The CPO catalyst consisted of 1 wt% Rh–1 wt% Ce supported on 1.3 mm α-Al2O3 spheres while the WGS catalyst consisted of 1 wt% Pt–1 wt% Ce supported on 1.3 mm α-Al2O3 spheres. Both the catalysts were prepared by the incipient wetness technique using rhodium nitrate, cerium nitrate and chloroplatinic acid as precursors for Rh, Ce and Pt respectively, as described previously.16 Catalysts were dried in a vacuum oven. The Rh–Ce catalyst was calcined in a furnace at 800 °C for 6 h and the Pt–Ce catalyst was reduced at 500 °C in a 5% H2 atmosphere for 6 h.
2.2 Product analysis
Products were analyzed after each stage with a HP 5890 Series II GC with thermal conductivity and flame ionization detectors, and a 60 m Plot-Q column.

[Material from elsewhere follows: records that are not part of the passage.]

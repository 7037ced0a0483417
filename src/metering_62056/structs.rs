use serde::Serialize;
use std::fmt;

/// Outcome of the current or last readout cycle.
///
/// Everything except `Ready` and `Busy` is terminal for a cycle. Terminal values
/// stay until `MeterReader::acknowledge` is called or the next cycle starts.
#[derive(Debug, Clone, Copy, PartialEq, Eq, Hash, Serialize)]
pub enum ReaderStatus {
    Ready,
    Busy,
    Ok,
    TimeoutError,
    IdentificationError,
    IdentificationMismatch,
    ProtocolError,
    ChecksumError,
}

impl ReaderStatus {
    pub fn is_terminal(&self) -> bool {
        !matches!(self, ReaderStatus::Ready | ReaderStatus::Busy)
    }

    pub fn is_error(&self) -> bool {
        self.is_terminal() && *self != ReaderStatus::Ok
    }

    /// Short label that fits a small display line
    pub fn short_label(&self) -> &'static str {
        match self {
            ReaderStatus::Ready => "Ready",
            ReaderStatus::Busy => "Busy",
            ReaderStatus::Ok => "Ok",
            ReaderStatus::TimeoutError => "Timeout",
            ReaderStatus::IdentificationError => "Err-Idn-1",
            ReaderStatus::IdentificationMismatch => "Err-Idn-2",
            ReaderStatus::ProtocolError => "Err-Prot",
            ReaderStatus::ChecksumError => "Err-Chk",
        }
    }
}

impl fmt::Display for ReaderStatus {
    fn fmt(&self, f: &mut fmt::Formatter<'_>) -> fmt::Result {
        let name = match self {
            ReaderStatus::Ready => "ready",
            ReaderStatus::Busy => "busy",
            ReaderStatus::Ok => "ok",
            ReaderStatus::TimeoutError => "timeout",
            ReaderStatus::IdentificationError => "identification error",
            ReaderStatus::IdentificationMismatch => "identification mismatch",
            ReaderStatus::ProtocolError => "protocol error",
            ReaderStatus::ChecksumError => "checksum error",
        };
        f.write_str(name)
    }
}

/// Position inside a busy cycle. Each variant names what has already happened,
/// the next `poll()` call performs the action that follows it.
#[derive(Debug, Clone, Copy, PartialEq, Eq)]
pub enum Step {
    Started,
    RequestSent,
    IdentificationRead { mode_char: u8 },
    InData,
    AfterData,
}

/// Driver state as a sum type: a step only exists while a cycle is running.
#[derive(Debug, Clone, Copy, PartialEq, Eq)]
pub(crate) enum ReaderState {
    Ready,
    Busy(Step),
    Finished(ReaderStatus),
}

impl ReaderState {
    pub(crate) fn status(&self) -> ReaderStatus {
        match self {
            ReaderState::Ready => ReaderStatus::Ready,
            ReaderState::Busy(_) => ReaderStatus::Busy,
            ReaderState::Finished(status) => *status,
        }
    }
}

#[derive(Debug, Clone, Copy, PartialEq, Eq)]
pub struct BaudSwitchParameters {
    pub send_acknowledgement: bool,
    /// `None` keeps (or returns to) the initial rate
    pub new_baud: Option<u32>,
}

/// Lifetime counters, one bucket per class of terminal status
#[derive(Debug, Clone, Copy, Default, PartialEq, Eq, Serialize)]
pub struct ReadoutCounters {
    pub errors: usize,
    pub checksum_errors: usize,
    pub successes: usize,
}

impl ReadoutCounters {
    pub(crate) fn record(&mut self, status: ReaderStatus) {
        match status {
            ReaderStatus::TimeoutError
            | ReaderStatus::IdentificationError
            | ReaderStatus::IdentificationMismatch
            | ReaderStatus::ProtocolError => self.errors += 1,
            ReaderStatus::ChecksumError => self.checksum_errors += 1,
            ReaderStatus::Ok => self.successes += 1,
            ReaderStatus::Ready | ReaderStatus::Busy => {}
        }
    }

    pub fn total(&self) -> usize {
        self.errors + self.checksum_errors + self.successes
    }
}

#[derive(Debug, Clone, PartialEq, Eq, Serialize)]
pub struct MeterIdentification {
    pub manufacturer: String,
    pub mode_char: char,
    pub identification: String,
}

Argon was used as an internal standard. Water flow rate was quantified by closing the hydrogen and oxygen balances and averaging the two. Carbon, hydrogen and oxygen balances typically closed with ± 10%. Each data point represents the average of three runs. 95% confidence intervals were typically less than 5%. Selectivities to carbon-based products were defined on a carbon-basis and selectivities to H2 and H2O on a hydrogen basis. Selectivity (C or H) to a species was defined as the number of atoms of C or H in a species divided by the total number of atoms of carbon or hydrogen in the fuel, respectively. Steam, which was co-fed was not considered fuel, and made it possible to obtain H2 selectivities greater than 100%. Equilibrium calculations were performed with HSC 7.1 software by minimizing Gibbs free energy.
3 Results
For all the experiments presented, the backface temperature of the catalyst was less than 1000 °C to limit deactivation due to sintering. In all experiments, the flow rate of isobutanol was 0.65 ml min−1. The results are reported after the CPO stage and after the WGS stage. For each of the two configurations, the fuel to oxygen ratio and the steam to carbon ratio was varied. The C/O ratio is defined as the ratio of number of carbon atoms in the fuel to number of oxygen atoms in the O2 feed. Argon was used as a substitute nitrogen in air; the ratio of argon to oxygen corresponded to air stoichiometry (79:21). The steam to carbon ratio (S/C) is defined as the ratio of molar flow rates of steam to that of carbon in the fuel.
3.1 CPO of isobutanol
For all the conditions studied, the conversion of isobutanol and oxygen at all C/O ratios and S/C ratios was greater than 99%. The results of CPO of isobutanol are shown in Fig. 2. At low C/O ratios, nearly equilibrium product selectivities were obtained. The hydrogen selectivities for different C/O and S/C ratios are shown in Panel A. At all S/C ratios, the hydrogen selectivity passes through a maximum. At lower C/O ratios, combustion chemistry dominates, which reduces H2 selectivity, whereas at higher C/O ratios, reforming activity is suppressed due to lower temperatures (Panel B), which also reduces H2 selectivity. Steam addition from S/C = 0 to S/C = 2 caused an increase in hydrogen selectivities due to increased WGS activity. Hydrogen selectivities greater than 100% were observed at C/O = 1 and 1.1 for S/C = 2. Further addition of steam (S/C) = 3, decreased hydrogen selectivities, most likely due to quenching of the reactor from steam addition, which lowers temperatures and inhibits syngas-producing reforming reactions.
|
| Fig. 2 Product distributions and temperatures from catalytic partial oxidation of isobutanol. ■ represent S/C = 0, ● S/C = 1, ▲ S/C = 2 and ◆ S/C = 3. Dashed lines represent equilibrium values at S/C = 0 and 3, calculated at the catalyst backface temperature. | |
The temperatures in the reactor decreased with both increasing C/O and S/C ratios (Panel B). Backface temperatures within the catalyst bed ranged from ∼950 °C to 600 °C. At S/C ≤ 1, at C/O = 0.7, the backface temperature was greater than 1000 °C , hence this regime was not investigated. Since experiments were carried out at a constant fuel flow rate, greatest decline in temperatures was observed from C/O of 0.7 to 0.8 (∼100 °C) compared to ∼20 °C from 1.1 to 1.2.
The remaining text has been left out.